Rituale und gelebte Traditionen

Ein zentrales Element der Vereinsidentität ist die Mützentaufe. Die mit Bier getränkte und geformte Kappe gilt als Aufnahme in die Gemeinschaft und wird oft weitervererbt. In der Ausstellung sind zahlreiche Devotionalien zu sehen, gesammelt über Jahrzehnte von langjährigen Mitgliedern. Zeichnungen von Christoph Freitag ergänzen die Schau mit einem humorvollen Blick auf Vereinsrituale.

Aktuell zählt die Alte Allgemeine rund 650 Mitglieder in drei Kompanien. Neben den alle zwei Jahre stattfindenden Schützenfesten prägen Sportwettbewerbe, Kinderfeste und Tanzveranstaltungen das Vereinsjahr. Auch die Auswirkungen der Coronapandemie sind Thema der Ausstellung. Die verlängerte Regentschaft eines Schützenkönigs steht exemplarisch für diese Zeit.

Blick auf das Jubiläumsjahr

Mit dem 50. Schützenfest vom 5. bis 7. Juni beginnt das Jubiläumsjahr. Der Verein setzt dabei auch auf neue Impulse, um junge Menschen anzusprechen.

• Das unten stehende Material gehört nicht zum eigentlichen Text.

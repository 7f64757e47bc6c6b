// SPDX-License-Identifier: MIT OR Apache-2.0
//! The editable node graph: nodes, connections and the structural edit
//! operations (connect, disconnect, retype).

use indexmap::IndexMap;
use matforge_mtlx::ValueType;
use serde::{Deserialize, Serialize};
use tracing::{debug, warn};
use uuid::Uuid;

use crate::boundary::{BoundaryKind, BoundaryNode};
use crate::group::GroupNode;
use crate::node::{PolymorphicNode, VARIANT_PROP};

/// Stable identifier of a node within its graph.
#[derive(Debug, Clone, Copy, PartialEq, Eq, Hash, Serialize, Deserialize)]
pub struct NodeId(Uuid);

impl NodeId {
    /// Allocate a fresh id.
    pub fn new() -> Self {
        Self(Uuid::new_v4())
    }
}

impl Default for NodeId {
    fn default() -> Self {
        Self::new()
    }
}

impl std::fmt::Display for NodeId {
    fn fmt(&self, f: &mut std::fmt::Formatter<'_>) -> std::fmt::Result {
        self.0.fmt(f)
    }
}

/// Why a connection could not be made.
#[derive(Debug, Clone, PartialEq, thiserror::Error)]
pub enum ConnectionError {
    /// One endpoint node does not exist in this graph
    #[error("unknown node {0}")]
    UnknownNode(NodeId),

    /// The named port does not exist on the endpoint node
    #[error("node '{node}' has no port '{port}' on that side")]
    UnknownPort {
        /// Endpoint node name
        node: String,
        /// Missing port name
        port: String,
    },

    /// Both endpoints are on the same node
    #[error("cannot connect node '{0}' to itself")]
    SelfLoop(String),

    /// Endpoint types disagree
    #[error("cannot connect {from} output to {to} input")]
    TypeMismatch {
        /// Source port type
        from: ValueType,
        /// Destination port type
        to: ValueType,
    },

    /// Both endpoints are untyped boundary placeholders
    #[error("cannot connect two placeholder ports")]
    UntypedEndpoints,
}

/// A node in the graph.
#[derive(Debug, Clone)]
pub enum GraphNode {
    /// A definition-backed node
    Polymorphic(PolymorphicNode),
    /// A node owning a nested subgraph
    Group(GroupNode),
    /// An interface proxy inside a subgraph
    Boundary(BoundaryNode),
}

impl GraphNode {
    /// Display name.
    pub fn name(&self) -> &str {
        match self {
            Self::Polymorphic(n) => &n.name,
            Self::Group(n) => &n.name,
            Self::Boundary(n) => &n.name,
        }
    }

    /// Rename the node. Uniqueness is the graph's concern.
    pub fn set_name(&mut self, name: impl Into<String>) {
        let name = name.into();
        match self {
            Self::Polymorphic(n) => n.name = name,
            Self::Group(n) => n.name = name,
            Self::Boundary(n) => n.name = name,
        }
    }

    /// Editor position.
    pub fn position(&self) -> [f32; 2] {
        match self {
            Self::Polymorphic(n) => n.position,
            Self::Group(n) => n.position,
            Self::Boundary(n) => n.position,
        }
    }

    /// Move the node.
    pub fn set_position(&mut self, position: [f32; 2]) {
        match self {
            Self::Polymorphic(n) => n.position = position,
            Self::Group(n) => n.position = position,
            Self::Boundary(n) => n.position = position,
        }
    }

    /// Whether the node has an output-side port with this name.
    pub fn has_output_port(&self, port: &str) -> bool {
        match self {
            Self::Polymorphic(n) => n.outputs().iter().any(|p| p.name == port),
            Self::Group(n) => n.outputs().iter().any(|p| p.name == port),
            Self::Boundary(n) => n
                .ports()
                .iter()
                .any(|p| p.name == port && p.direction == crate::port::PortDirection::Output),
        }
    }

    /// Whether the node has an input-side port with this name.
    pub fn has_input_port(&self, port: &str) -> bool {
        match self {
            Self::Polymorphic(n) => n.inputs().iter().any(|p| p.name == port),
            Self::Group(n) => n.inputs().iter().any(|p| p.name == port),
            Self::Boundary(n) => n
                .ports()
                .iter()
                .any(|p| p.name == port && p.direction == crate::port::PortDirection::Input),
        }
    }

    /// Resolved type of an output port. `None` for missing ports and for
    /// the untyped boundary placeholder.
    pub fn output_type(&self, port: &str) -> Option<&ValueType> {
        match self {
            Self::Polymorphic(n) => n.output_type(port),
            Self::Group(n) => n.outputs().iter().find(|p| p.name == port).map(|p| &p.ty),
            Self::Boundary(n) => n.port_type(port),
        }
    }

    /// Resolved type of an input port. `None` for missing ports and for
    /// the untyped boundary placeholder.
    pub fn input_type(&self, port: &str) -> Option<&ValueType> {
        match self {
            Self::Polymorphic(n) => n.input_type(port),
            Self::Group(n) => n.inputs().iter().find(|p| p.name == port).map(|p| &p.ty),
            Self::Boundary(n) => n.port_type(port),
        }
    }

    /// Borrow as a polymorphic node.
    pub fn as_polymorphic(&self) -> Option<&PolymorphicNode> {
        match self {
            Self::Polymorphic(n) => Some(n),
            _ => None,
        }
    }

    /// Mutably borrow as a polymorphic node.
    pub fn as_polymorphic_mut(&mut self) -> Option<&mut PolymorphicNode> {
        match self {
            Self::Polymorphic(n) => Some(n),
            _ => None,
        }
    }

    /// Borrow as a group node.
    pub fn as_group(&self) -> Option<&GroupNode> {
        match self {
            Self::Group(n) => Some(n),
            _ => None,
        }
    }

    /// Mutably borrow as a group node.
    pub fn as_group_mut(&mut self) -> Option<&mut GroupNode> {
        match self {
            Self::Group(n) => Some(n),
            _ => None,
        }
    }

    /// Borrow as a boundary proxy.
    pub fn as_boundary(&self) -> Option<&BoundaryNode> {
        match self {
            Self::Boundary(n) => Some(n),
            _ => None,
        }
    }
}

Individuelle Akzente der Königspaare gehören ebenso dazu wie ein offenes Verständnis von Mitgliedschaft.

Die Ausstellung „Aus alter Wurzel neue Kraft“ wird am Freitag, 16. Januar, um 18 Uhr im Kammerkonzertsaal des August-Everding-Kulturzentrums eröffnet. Oberbürgermeister Matthias Buschfeld wird die Ausstellung offiziell eröffnen.